Царь Борис от доброго усердия повелевал раздавать милостыню во многих местах города Москвы, но это не помогало, а стало еще хуже, чем до того, когда ничего не раздавали: ибо для того, чтобы получить малую толику денег, все крестьяне и поселяне вместе с женами и детьми устремились в Москву из всех мест на сто пятьдесят миль вокруг, усугубляя нужду в городе и погибая, как погибают мухи в холодные дни.
Смертиь в дороге. Художник С. В. Иванов
Оставляя свою землю невозделанною, они не помышляли о том, что она не может принести никакого плода; сверх того, приказные, назначенные для раздачи милостыни, были воры, каковыми все они по большей части бывают в этой стране; и сверх того, они посылали своих племянников, племянниц и других родственников в те дома, где раздавали милостыню, в разодранных платьях, словно они были нищи и наги, и раздавали им деньги, а также своим потаскухам, плутам и лизоблюдам, которые также приходили, как нищие, ничего не имеющие, а всех истинно бедствующих, страждущих и нищих давили в толпе или прогоняли дубинами и палками от дверей; и все эти бедные, калеки, слепые, которые не могли ни ходить, ни слышать, ни видеть, умирали, как скот, на улицах; если же кому-нибудь удавалось получить милостыню, то ее крали негодяи стражники, которые были приставлены смотреть за этим. И я сам видел богатых дьяков, приходивших за милостынею в нищенской одежде.

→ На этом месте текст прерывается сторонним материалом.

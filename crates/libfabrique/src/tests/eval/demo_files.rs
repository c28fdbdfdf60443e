//! Tests over the demo build descriptions in the repository's `demos/`
//! directory.

use crate::file::SourceFile;
use crate::nom_tools::State;
use crate::types::TypeContext;
use crate::{evaluate, parse_source, EvalOptions};

/// Loads a file from the demos directory, wherever the tests are run from.
fn load_demo(filename: &str) -> Result<String, std::io::Error> {
    for prefix in ["demos", "../demos", "../../demos"] {
        if let Ok(content) = std::fs::read_to_string(format!("{prefix}/{filename}")) {
            return Ok(content);
        }
    }

    std::fs::read_to_string(format!("demos/{filename}"))
}

#[test]
fn demo_fabfile_builds() {
    let content = load_demo("fabfile").expect("demos/fabfile should exist");
    let state = State::new(SourceFile::new("demos/fabfile", content));
    let ast = parse_source(&state).expect("demo fabfile should parse");

    let mut types = TypeContext::new();
    let dag = evaluate(&ast, &mut types, EvalOptions::default())
        .expect("demo fabfile should evaluate");

    // Two compiles, one link, plus the synthesized mkdir for build/.
    assert!(dag.rules().contains_key("cc"));
    assert!(dag.rules().contains_key("link"));
    assert!(dag.rules().contains_key("mkdir"));

    let compile_count = dag
        .builds()
        .iter()
        .filter(|build| build.rule().name() == "cc")
        .count();
    assert_eq!(compile_count, 2);

    let link = dag
        .builds()
        .iter()
        .find(|build| build.rule().name() == "link")
        .expect("link build");
    assert_eq!(link.inputs().len(), 2);
    assert_eq!(link.outputs()[0].full_name(), "build/demo");

    assert!(dag.targets().contains_key("demo"));
    assert!(dag.variables().contains_key("flags"));
}
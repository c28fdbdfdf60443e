//! Runtime values and the build-graph accumulator.
//!
//! Evaluating an AST produces [`Value`]s: primitives, files, lists, records,
//! rules, builds, functions, targets and type references. The
//! [`DagBuilder`] interns files, builds, rules, variables and targets as
//! they are created, and its final post-processing pass produces the
//! immutable [`Dag`] consumed by backends.

mod build;
mod builder;
mod callable;
mod file;
mod function;
mod graph;
mod rule;
mod target;
mod value;

pub use build::Build;
pub use builder::DagBuilder;
pub use callable::Callable;
pub use file::File;
pub use function::{Builtin, Function, FunctionBody, NativeFunction, Parameter};
pub use graph::Dag;
pub use rule::Rule;
pub use target::Target;
pub use value::{collect_files, Value, ValueData, ValueKind};

use indexmap::IndexMap;
use std::rc::Rc;

/// Shared handle to an evaluated value.
pub type ValueRef = Rc<Value>;

/// Named values, in insertion order.
pub type ValueMap = IndexMap<String, ValueRef>;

Всякий может себе представить, как шли дела. Хлеб, который в этой стране пекли, не обращая внимания на вес, было приказано выпекать определенного веса по определенной цене; тогда пекари для увеличения тяжести пекли его так, что в нем было наполовину воды, от чего стало хуже прежнего, и хотя некоторых наказали смертью, это не помогало. Голод, бедствия и ожесточение людей были слишком велики.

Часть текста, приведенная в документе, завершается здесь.